A faint positive or false positive doesn’t really matter because a mass spectrometer knows what your ancestors had for breakfast.
Australians don’t want unruly and impaired recreational consumers of THC on our roads. Nor do we want people impaired by their lawful THC meds to get behind the wheel when they bloody well should not. These are a given.
Australians also trust people to not be morons when it comes to taking any impairing medicine (as directed), to not operate cars, mix the medicine with booze or use heavy machinery afterwards (or for however long that they feel impaired).
Common sense dictates that most folk apply the ‘next-day rule’ to impairing drugs.
This should also be a given when it comes to medicinal cannabis, but lawmakers appear to be blocked by law enforcers. This is not how the separation of powers is meant to work.
The law, as it stands in this area, is an ass.
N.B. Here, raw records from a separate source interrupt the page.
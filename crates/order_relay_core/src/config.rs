use crate::contract::{
    ContractError, DEFAULT_PAYLOAD_ATTRIBUTE, DEFAULT_TABLE_NAME, ORDER_ID_ATTRIBUTE,
};

pub const ENV_TABLE_NAME: &str = "ORDERS_TABLE_NAME";
pub const ENV_PAYLOAD_ATTRIBUTE: &str = "ORDER_PAYLOAD_ATTRIBUTE";
pub const ENV_QUEUE_URL: &str = "ORDER_QUEUE_URL";
pub const ENV_TOPIC_ARN: &str = "ORDER_TOPIC_ARN";
pub const ENV_NOTIFICATION_EMAIL: &str = "ORDER_NOTIFICATION_EMAIL";
pub const ENV_MAX_BATCH_SIZE: &str = "INGRESS_MAX_BATCH_SIZE";

pub const DEFAULT_MAX_BATCH_SIZE: usize = 10;

#[derive(Debug, Clone, PartialEq, Eq)]
pub struct RelaySettings {
    pub table_name: String,
    pub payload_attribute: String,
    pub queue_url: Option<String>,
    pub topic_arn: Option<String>,
    pub notification_email: Option<String>,
    pub max_batch_size: usize,
}

impl Default for RelaySettings {
    fn default() -> Self {
        Self {
            table_name: DEFAULT_TABLE_NAME.to_string(),
            payload_attribute: DEFAULT_PAYLOAD_ATTRIBUTE.to_string(),
            queue_url: None,
            topic_arn: None,
            notification_email: None,
            max_batch_size: DEFAULT_MAX_BATCH_SIZE,
        }
    }
}

impl RelaySettings {
    pub fn from_env() -> Result<Self, ContractError> {
        Self::from_lookup(|key| std::env::var(key).ok())
    }

    /// Builds settings from an arbitrary key lookup. Blank values count as unset.
    pub fn from_lookup(lookup: impl Fn(&str) -> Option<String>) -> Result<Self, ContractError> {
        let read = |key: &str| {
            lookup(key)
                .map(|value| value.trim().to_string())
                .filter(|value| !value.is_empty())
        };

        let defaults = Self::default();
        let max_batch_size = match read(ENV_MAX_BATCH_SIZE) {
            Some(raw) => match raw.parse::<usize>() {
                Ok(0) | Err(_) => {
                    return Err(ContractError::new(format!(
                        "{ENV_MAX_BATCH_SIZE} must be a positive integer, got '{raw}'"
                    )));
                }
                Ok(value) => value,
            },
            None => defaults.max_batch_size,
        };

        // The payload must not overwrite the partition key.
        let payload_attribute = read(ENV_PAYLOAD_ATTRIBUTE).unwrap_or(defaults.payload_attribute);
        if payload_attribute == ORDER_ID_ATTRIBUTE {
            return Err(ContractError::new(format!(
                "{ENV_PAYLOAD_ATTRIBUTE} must differ from {ORDER_ID_ATTRIBUTE}"
            )));
        }

        Ok(Self {
            table_name: read(ENV_TABLE_NAME).unwrap_or(defaults.table_name),
            payload_attribute,
            queue_url: read(ENV_QUEUE_URL),
            topic_arn: read(ENV_TOPIC_ARN),
            notification_email: read(ENV_NOTIFICATION_EMAIL),
            max_batch_size,
        })
    }

    pub fn require_queue_url(&self) -> Result<&str, ContractError> {
        self.queue_url
            .as_deref()
            .ok_or_else(|| ContractError::new(format!("{ENV_QUEUE_URL} must be configured")))
    }

    pub fn require_topic_arn(&self) -> Result<&str, ContractError> {
        self.topic_arn
            .as_deref()
            .ok_or_else(|| ContractError::new(format!("{ENV_TOPIC_ARN} must be configured")))
    }
}

#[cfg(test)]
mod tests {
    use std::collections::HashMap;

    use super::*;

    fn lookup_from(pairs: &[(&str, &str)]) -> impl Fn(&str) -> Option<String> {
        let values: HashMap<String, String> = pairs
            .iter()
            .map(|(key, value)| (key.to_string(), value.to_string()))
            .collect();
        move |key| values.get(key).cloned()
    }

    #[test]
    fn empty_environment_uses_defaults() {
        let settings = RelaySettings::from_lookup(lookup_from(&[])).expect("defaults load");

        assert_eq!(settings, RelaySettings::default());
        assert_eq!(settings.table_name, "POC_orders");
        assert_eq!(settings.payload_attribute, "order");
        assert_eq!(settings.max_batch_size, 10);
    }

    #[test]
    fn blank_values_are_treated_as_unset() {
        let settings = RelaySettings::from_lookup(lookup_from(&[
            (ENV_TABLE_NAME, "  "),
            (ENV_TOPIC_ARN, ""),
        ]))
        .expect("settings load");

        assert_eq!(settings.table_name, "POC_orders");
        let error = settings.require_topic_arn().expect_err("topic is unset");
        assert_eq!(error.message(), "ORDER_TOPIC_ARN must be configured");
    }

    #[test]
    fn reads_overrides() {
        let settings = RelaySettings::from_lookup(lookup_from(&[
            (ENV_TABLE_NAME, "orders-prod"),
            (ENV_PAYLOAD_ATTRIBUTE, "POC_order"),
            (ENV_QUEUE_URL, "https://sqs.example/queue"),
            (ENV_MAX_BATCH_SIZE, "25"),
        ]))
        .expect("settings load");

        assert_eq!(settings.table_name, "orders-prod");
        assert_eq!(settings.payload_attribute, "POC_order");
        assert_eq!(
            settings.require_queue_url().expect("queue configured"),
            "https://sqs.example/queue"
        );
        assert_eq!(settings.max_batch_size, 25);
    }

    #[test]
    fn rejects_invalid_batch_size() {
        for raw in ["0", "ten"] {
            let error = RelaySettings::from_lookup(lookup_from(&[(ENV_MAX_BATCH_SIZE, raw)]))
                .expect_err("batch size should fail");
            assert_eq!(
                error.message(),
                format!("INGRESS_MAX_BATCH_SIZE must be a positive integer, got '{raw}'")
            );
        }
    }

    #[test]
    fn rejects_payload_attribute_that_collides_with_the_key() {
        let error = RelaySettings::from_lookup(lookup_from(&[(ENV_PAYLOAD_ATTRIBUTE, "orderID")]))
            .expect_err("key collision should fail");

        assert_eq!(
            error.message(),
            "ORDER_PAYLOAD_ATTRIBUTE must differ from orderID"
        );
    }
}
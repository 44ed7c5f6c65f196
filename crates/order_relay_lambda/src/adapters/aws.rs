use std::future::Future;

use aws_sdk_dynamodb::types::AttributeValue;
use order_relay_core::contract::{OrderRecord, ORDER_ID_ATTRIBUTE};
use order_relay_core::notification::OrderNotification;

use crate::adapters::order_table::OrderTable;
use crate::adapters::queue::MessageQueue;
use crate::adapters::topic::NotificationPublisher;

pub struct DynamoOrderTable {
    client: aws_sdk_dynamodb::Client,
    table_name: String,
    payload_attribute: String,
}

impl DynamoOrderTable {
    pub fn new(
        client: aws_sdk_dynamodb::Client,
        table_name: impl Into<String>,
        payload_attribute: impl Into<String>,
    ) -> Self {
        Self {
            client,
            table_name: table_name.into(),
            payload_attribute: payload_attribute.into(),
        }
    }
}

impl OrderTable for DynamoOrderTable {
    fn put_order(&self, record: &OrderRecord) -> Result<(), String> {
        let table_name = self.table_name.clone();
        let request = self
            .client
            .put_item()
            .table_name(table_name.clone())
            .item(ORDER_ID_ATTRIBUTE, AttributeValue::S(record.order_id.clone()))
            .item(
                self.payload_attribute.clone(),
                AttributeValue::S(record.payload.clone()),
            );

        block_on_sdk(async move {
            request
                .send()
                .await
                .map(|_| ())
                .map_err(|error| format!("failed to put item into {table_name}: {error}"))
        })
    }
}

pub struct SnsNotificationPublisher {
    client: aws_sdk_sns::Client,
    topic_arn: String,
}

impl SnsNotificationPublisher {
    pub fn new(client: aws_sdk_sns::Client, topic_arn: impl Into<String>) -> Self {
        Self {
            client,
            topic_arn: topic_arn.into(),
        }
    }
}

impl NotificationPublisher for SnsNotificationPublisher {
    fn publish(&self, notification: &OrderNotification) -> Result<(), String> {
        let message = notification
            .to_message()
            .map_err(|error| error.message().to_string())?;
        let request = self
            .client
            .publish()
            .topic_arn(self.topic_arn.clone())
            .subject(notification.subject())
            .message(message);

        block_on_sdk(async move {
            request
                .send()
                .await
                .map(|_| ())
                .map_err(|error| format!("failed to publish notification: {error}"))
        })
    }
}

pub struct SqsMessageQueue {
    client: aws_sdk_sqs::Client,
    queue_url: String,
}

impl SqsMessageQueue {
    pub fn new(client: aws_sdk_sqs::Client, queue_url: impl Into<String>) -> Self {
        Self {
            client,
            queue_url: queue_url.into(),
        }
    }
}

impl MessageQueue for SqsMessageQueue {
    fn send_message(&self, body: &str) -> Result<(), String> {
        let request = self
            .client
            .send_message()
            .queue_url(self.queue_url.clone())
            .message_body(body);

        block_on_sdk(async move {
            request
                .send()
                .await
                .map(|_| ())
                .map_err(|error| format!("failed to enqueue message: {error}"))
        })
    }
}

// Adapter traits are synchronous; the handlers run on the multi-thread runtime.
fn block_on_sdk<F: Future>(future: F) -> F::Output {
    tokio::task::block_in_place(|| tokio::runtime::Handle::current().block_on(future))
}
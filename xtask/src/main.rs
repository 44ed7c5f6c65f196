use std::fs;
use std::io::Write;
use std::path::Path;
use std::process::{exit, Command, ExitStatus};

use clap::{Parser, Subcommand, ValueEnum};
use order_relay_core::config::RelaySettings;
use order_relay_core::topology::RelayTopology;
use zip::write::FileOptions;
use zip::{CompressionMethod, ZipWriter};

const RUNTIME_BIN: &str = "relay_runtime";

// ── CLI definition ─────────────────────────────────────────────────

#[derive(Parser)]
#[command(
    name = "xtask",
    about = "Task runner for the order relay workspace",
    long_about = "A unified CLI for CI checks, Lambda packaging, and deployment\n\
                  topology export in the order relay workspace."
)]
struct Cli {
    #[command(subcommand)]
    command: Commands,
}

#[derive(Subcommand)]
enum Commands {
    /// Run CI checks (fmt, clippy, tests)
    Ci {
        /// Job to run
        #[arg(value_enum, default_value_t = CiJob::Check)]
        job: CiJob,
    },
    /// Build and package the relay runtime as a Lambda zip artifact
    Package {
        /// Compilation target triple for Lambda binaries
        #[arg(long, default_value = "x86_64-unknown-linux-gnu")]
        target: String,
        /// Build profile used for binaries
        #[arg(value_enum, long, default_value_t = BuildProfile::Release)]
        profile: BuildProfile,
    },
    /// Write the deployment topology (queue, table, stream, topic, roles) as JSON
    Topology {
        /// Output file path; prints to stdout when omitted
        #[arg(long)]
        output: Option<String>,
    },
}

#[derive(Clone, ValueEnum)]
enum CiJob {
    /// Formatting and clippy
    Lint,
    /// Formatting, clippy, and tests
    Check,
}

#[derive(Clone, Copy, ValueEnum)]
enum BuildProfile {
    Debug,
    Release,
}

impl BuildProfile {
    fn dir_name(self) -> &'static str {
        match self {
            Self::Debug => "debug",
            Self::Release => "release",
        }
    }

    fn as_cargo_flag(self) -> Option<&'static str> {
        match self {
            Self::Debug => None,
            Self::Release => Some("--release"),
        }
    }
}

// ── helpers ────────────────────────────────────────────────────────

fn step(label: &str) {
    eprintln!("\n=== {label} ===");
}

fn cargo(args: &[&str]) -> ExitStatus {
    eprintln!("+ cargo {}", args.join(" "));
    Command::new("cargo")
        .args(args)
        .status()
        .expect("failed to execute cargo")
}

fn run_cargo(args: &[&str]) {
    let status = cargo(args);
    if !status.success() {
        exit(status.code().unwrap_or(1));
    }
}

fn package_relay_runtime(target: &str, profile: BuildProfile) {
    ensure_rust_target_installed(target);

    step("Build relay runtime binary");

    let mut cargo_args = vec![
        "build",
        "-p",
        "order_relay_lambda",
        "--target",
        target,
        "--bin",
        RUNTIME_BIN,
    ];
    if let Some(flag) = profile.as_cargo_flag() {
        cargo_args.push(flag);
    }
    run_cargo(&cargo_args);

    step("Package lambda zip artifact");
    let target_dir = Path::new("target").join(target).join(profile.dir_name());
    let dist_dir = Path::new("dist");
    fs::create_dir_all(dist_dir).expect("failed to create lambda dist directory");

    let zip_path = dist_dir.join(format!("{RUNTIME_BIN}.zip"));
    package_lambda_zip(&target_dir.join(binary_name(RUNTIME_BIN, target)), &zip_path);

    eprintln!("\nPackaged artifact:\n- {}", zip_path.display());
}

fn ensure_rust_target_installed(target: &str) {
    let output = Command::new("rustup")
        .args(["target", "list", "--installed"])
        .output();

    let output = match output {
        Ok(value) => value,
        Err(error) => {
            eprintln!(
                "warning: failed to run `rustup target list --installed` ({error}); continuing without target preflight"
            );
            return;
        }
    };

    if !output.status.success() {
        let stderr = String::from_utf8_lossy(&output.stderr);
        panic!(
            "failed to list installed rust targets; run `rustup target list --installed` manually. details: {}",
            stderr.trim()
        );
    }

    let installed = String::from_utf8_lossy(&output.stdout);
    if !installed.lines().any(|line| line.trim() == target) {
        panic!(
            "required rust target `{target}` is not installed. install it with `rustup target add {target}` and re-run `cargo run -p xtask -- package`"
        );
    }
}

fn binary_name(bin_name: &str, target: &str) -> String {
    if target.contains("windows") {
        format!("{bin_name}.exe")
    } else {
        bin_name.to_string()
    }
}

fn package_lambda_zip(binary_path: &Path, zip_path: &Path) {
    if !binary_path.exists() {
        panic!("expected lambda binary at '{}'", binary_path.display());
    }

    let binary = fs::read(binary_path).expect("failed to read lambda binary");
    let file = fs::File::create(zip_path).expect("failed to create lambda zip");
    let mut zip = ZipWriter::new(file);
    let options = FileOptions::default()
        .compression_method(CompressionMethod::Deflated)
        .unix_permissions(0o755);
    zip.start_file("bootstrap", options)
        .expect("failed to start bootstrap entry in lambda zip");
    zip.write_all(&binary)
        .expect("failed to write bootstrap entry");
    zip.finish().expect("failed to finish lambda zip");
}

fn export_topology(output: Option<&str>) {
    let settings = RelaySettings::from_env()
        .unwrap_or_else(|error| panic!("invalid relay settings: {error}"));
    let topology = RelayTopology::from_settings(&settings);
    let rendered =
        serde_json::to_string_pretty(&topology).expect("topology should serialize to json");

    match output {
        Some(path) => {
            fs::write(path, rendered + "\n").expect("failed to write topology file");
            eprintln!("Wrote topology to {path}");
        }
        None => println!("{rendered}"),
    }
}

// ── CI jobs ────────────────────────────────────────────────────────

fn ci_lint() {
    step("Check formatting");
    run_cargo(&["fmt", "--all", "--", "--check"]);

    step("Clippy");
    run_cargo(&[
        "clippy",
        "--all-targets",
        "--all-features",
        "--",
        "-D",
        "warnings",
    ]);
}

fn ci_check() {
    ci_lint();

    step("Test order_relay_core");
    run_cargo(&["test", "-p", "order_relay_core"]);

    step("Test order_relay_lambda");
    run_cargo(&["test", "-p", "order_relay_lambda"]);
}

// ── main ───────────────────────────────────────────────────────────

fn main() {
    let cli = Cli::parse();

    match cli.command {
        Commands::Ci { job } => {
            match job {
                CiJob::Lint => ci_lint(),
                CiJob::Check => ci_check(),
            }
            eprintln!("\nCI job passed.");
        }
        Commands::Package { target, profile } => {
            package_relay_runtime(&target, profile);
        }
        Commands::Topology { output } => {
            export_topology(output.as_deref());
        }
    }
}
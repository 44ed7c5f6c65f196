use std::collections::BTreeMap;

use serde::{Deserialize, Serialize};
use serde_json::{json, Value};

pub const ORDER_ID_ATTRIBUTE: &str = "orderID";
pub const DEFAULT_PAYLOAD_ATTRIBUTE: &str = "order";
pub const DEFAULT_TABLE_NAME: &str = "POC_orders";

/// DynamoDB JSON attribute map, e.g. `{"orderID": {"S": "..."}}`.
pub type AttributeMap = BTreeMap<String, Value>;

#[derive(Debug, Clone, Serialize, Deserialize, PartialEq, Eq)]
pub struct QueueMessage {
    #[serde(rename = "messageId", default, skip_serializing_if = "Option::is_none")]
    pub message_id: Option<String>,
    #[serde(
        rename = "eventSource",
        default,
        skip_serializing_if = "Option::is_none"
    )]
    pub event_source: Option<String>,
    pub body: String,
}

impl QueueMessage {
    pub fn new(body: impl Into<String>) -> Self {
        Self {
            message_id: None,
            event_source: None,
            body: body.into(),
        }
    }
}

#[derive(Debug, Clone, Serialize, Deserialize, PartialEq, Eq)]
pub struct QueueBatch {
    #[serde(rename = "Records")]
    pub records: Vec<QueueMessage>,
}

#[derive(Debug, Clone, Serialize, Deserialize, PartialEq, Eq)]
pub struct OrderRecord {
    pub order_id: String,
    pub payload: String,
}

impl OrderRecord {
    pub fn new(order_id: impl Into<String>, payload: impl Into<String>) -> Self {
        Self {
            order_id: order_id.into(),
            payload: payload.into(),
        }
    }

    /// Renders the record as a DynamoDB JSON image.
    pub fn to_image(&self, payload_attribute: &str) -> AttributeMap {
        BTreeMap::from([
            (ORDER_ID_ATTRIBUTE.to_string(), json!({ "S": self.order_id })),
            (payload_attribute.to_string(), json!({ "S": self.payload })),
        ])
    }

    pub fn keys(&self) -> AttributeMap {
        BTreeMap::from([(ORDER_ID_ATTRIBUTE.to_string(), json!({ "S": self.order_id }))])
    }
}

#[derive(Debug, Clone, Serialize, Deserialize, PartialEq, Eq)]
pub struct StreamBatch {
    #[serde(rename = "Records")]
    pub records: Vec<StreamRecord>,
}

#[derive(Debug, Clone, Serialize, Deserialize, PartialEq, Eq)]
pub struct StreamRecord {
    #[serde(rename = "eventID", default, skip_serializing_if = "Option::is_none")]
    pub event_id: Option<String>,
    #[serde(rename = "eventName", default, skip_serializing_if = "Option::is_none")]
    pub event_name: Option<String>,
    #[serde(
        rename = "eventSource",
        default,
        skip_serializing_if = "Option::is_none"
    )]
    pub event_source: Option<String>,
    #[serde(default)]
    pub dynamodb: StreamRecordData,
}

#[derive(Debug, Clone, Default, Serialize, Deserialize, PartialEq, Eq)]
pub struct StreamRecordData {
    #[serde(rename = "Keys", default)]
    pub keys: AttributeMap,
    #[serde(rename = "OldImage", default, skip_serializing_if = "Option::is_none")]
    pub old_image: Option<AttributeMap>,
    #[serde(rename = "NewImage", default, skip_serializing_if = "Option::is_none")]
    pub new_image: Option<AttributeMap>,
    #[serde(
        rename = "SequenceNumber",
        default,
        skip_serializing_if = "Option::is_none"
    )]
    pub sequence_number: Option<String>,
}

impl StreamRecord {
    /// Best available identifier for diagnostics.
    pub fn label(&self) -> String {
        self.dynamodb
            .sequence_number
            .clone()
            .or_else(|| self.event_id.clone())
            .unwrap_or_else(|| "unknown".to_string())
    }
}

pub fn string_attribute<'a>(attributes: &'a AttributeMap, name: &str) -> Option<&'a str> {
    attributes.get(name)?.get("S")?.as_str()
}

#[derive(Debug, Clone, PartialEq, Eq)]
pub struct ContractError {
    message: String,
}

impl ContractError {
    pub fn new(message: impl Into<String>) -> Self {
        Self {
            message: message.into(),
        }
    }

    pub fn message(&self) -> &str {
        &self.message
    }
}

impl std::fmt::Display for ContractError {
    fn fmt(&self, f: &mut std::fmt::Formatter<'_>) -> std::fmt::Result {
        f.write_str(&self.message)
    }
}

impl std::error::Error for ContractError {}

pub fn decode_queue_batch(event: Value) -> Result<QueueBatch, ContractError> {
    serde_json::from_value(event)
        .map_err(|error| ContractError::new(format!("invalid queue batch: {error}")))
}

pub fn decode_stream_batch(event: Value) -> Result<StreamBatch, ContractError> {
    serde_json::from_value(event)
        .map_err(|error| ContractError::new(format!("invalid stream batch: {error}")))
}
use serde::{Deserialize, Serialize};

use crate::contract::{string_attribute, ContractError, StreamRecord, ORDER_ID_ATTRIBUTE};

#[derive(Debug, Clone, Copy, Serialize, Deserialize, PartialEq, Eq)]
#[serde(rename_all = "UPPERCASE")]
pub enum ChangeKind {
    Insert,
    Modify,
    Remove,
}

impl ChangeKind {
    pub fn parse(value: &str) -> Option<Self> {
        match value {
            "INSERT" => Some(Self::Insert),
            "MODIFY" => Some(Self::Modify),
            "REMOVE" => Some(Self::Remove),
            _ => None,
        }
    }

    pub fn as_str(self) -> &'static str {
        match self {
            Self::Insert => "INSERT",
            Self::Modify => "MODIFY",
            Self::Remove => "REMOVE",
        }
    }
}

#[derive(Debug, Clone, Serialize, Deserialize, PartialEq, Eq)]
pub struct OrderNotification {
    pub event_name: ChangeKind,
    pub order_id: String,
    pub order: Option<String>,
    pub sequence_number: Option<String>,
}

impl OrderNotification {
    pub fn subject(&self) -> String {
        format!("Order {}", self.event_name.as_str())
    }

    pub fn to_message(&self) -> Result<String, ContractError> {
        serde_json::to_string(self).map_err(|error| {
            ContractError::new(format!("failed to serialize notification: {error}"))
        })
    }
}

/// Builds the notification for one change-stream record.
///
/// The stream carries the prior image only, so an INSERT normally has no
/// payload and `order` stays `None`. The id is taken from the keys first,
/// then from whichever image is present.
pub fn notification_from_change(
    record: &StreamRecord,
    payload_attribute: &str,
) -> Result<OrderNotification, ContractError> {
    let label = record.label();

    let event_name = record
        .event_name
        .as_deref()
        .ok_or_else(|| ContractError::new(format!("record {label} has no eventName")))?;
    let event_name = ChangeKind::parse(event_name).ok_or_else(|| {
        ContractError::new(format!(
            "record {label} has unsupported eventName '{event_name}'"
        ))
    })?;

    let data = &record.dynamodb;
    let images = [data.old_image.as_ref(), data.new_image.as_ref()];

    let order_id = string_attribute(&data.keys, ORDER_ID_ATTRIBUTE)
        .or_else(|| {
            images
                .iter()
                .flatten()
                .find_map(|image| string_attribute(*image, ORDER_ID_ATTRIBUTE))
        })
        .ok_or_else(|| {
            ContractError::new(format!(
                "record {label} is missing {ORDER_ID_ATTRIBUTE}"
            ))
        })?;

    let order = images
        .iter()
        .flatten()
        .find_map(|image| string_attribute(*image, payload_attribute))
        .map(str::to_string);

    Ok(OrderNotification {
        event_name,
        order_id: order_id.to_string(),
        order,
        sequence_number: data.sequence_number.clone(),
    })
}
We have a set of laws on our statute books that unfairly target a growing swathe of the population with the unnecessary stain of criminality.
If you’re reading this far then you’ll likely be across the recent parliamentary developments in Victoria and NSW and have digested the uniform takeaway. “More research is required.”
This is an unsatisfactory state of affairs, but it is a status quo that will continue for however long it takes for that research to be done, then peer reviewed and published.
Q. How long will that take?
A. Probably five years and, as Bowie sang in Five Years, my brain hurts a lot.
I wanted this article to contain a happier call-to-action beyond ‘sit down, shut up and wait for the scientists to finish whatever it is they do behind their velvet curtain’.
So here are some ideas.
When the callout comes for trial participants, best we spread the word far and wide.
How about a temporary statutory defence (for THC detection) being afforded to participants registered in the studies recommended and supported by the Victorian parliamentary review?
And for similar studies (seemingly) endorsed by the NSW review and soon to be debated on the floor of parliament?
The more people who don’t have to put their regular lives on hold in order to wind back the mysteries and wonders of cannabinoid science, the faster this bloody research is going to get done.
The biggest hidden hold up is securing clinical trial participants for a THC and driving study. A study which would prevent them from driving while the research is being carried out.
If parliamentarians allow absurdities like this to stand then our grandchildren are on track to living in an idiocracy where sugary electrolyte drinks are what plants crave.
Meanwhile, those of us in NSW and Victoria can ensure our votes go to candidates with some chance of setting up a balance of power in our upcoming state elections.
It’s problematic for faith in our courts if growing numbers of people feel that the rule of law is not there to protect them, but seemingly out to harm them by removing their right to drive a vehicle and participate in as functional a life as possible.
The more people who feel that way, the more the laws are ignored and violated.
When punishment that is solely punitive (and not at all remedial) is handed down by courts to people that the overwhelming majority of the population don’t deem to have acted like criminals, that’s when you can say the rule of law has been undermined.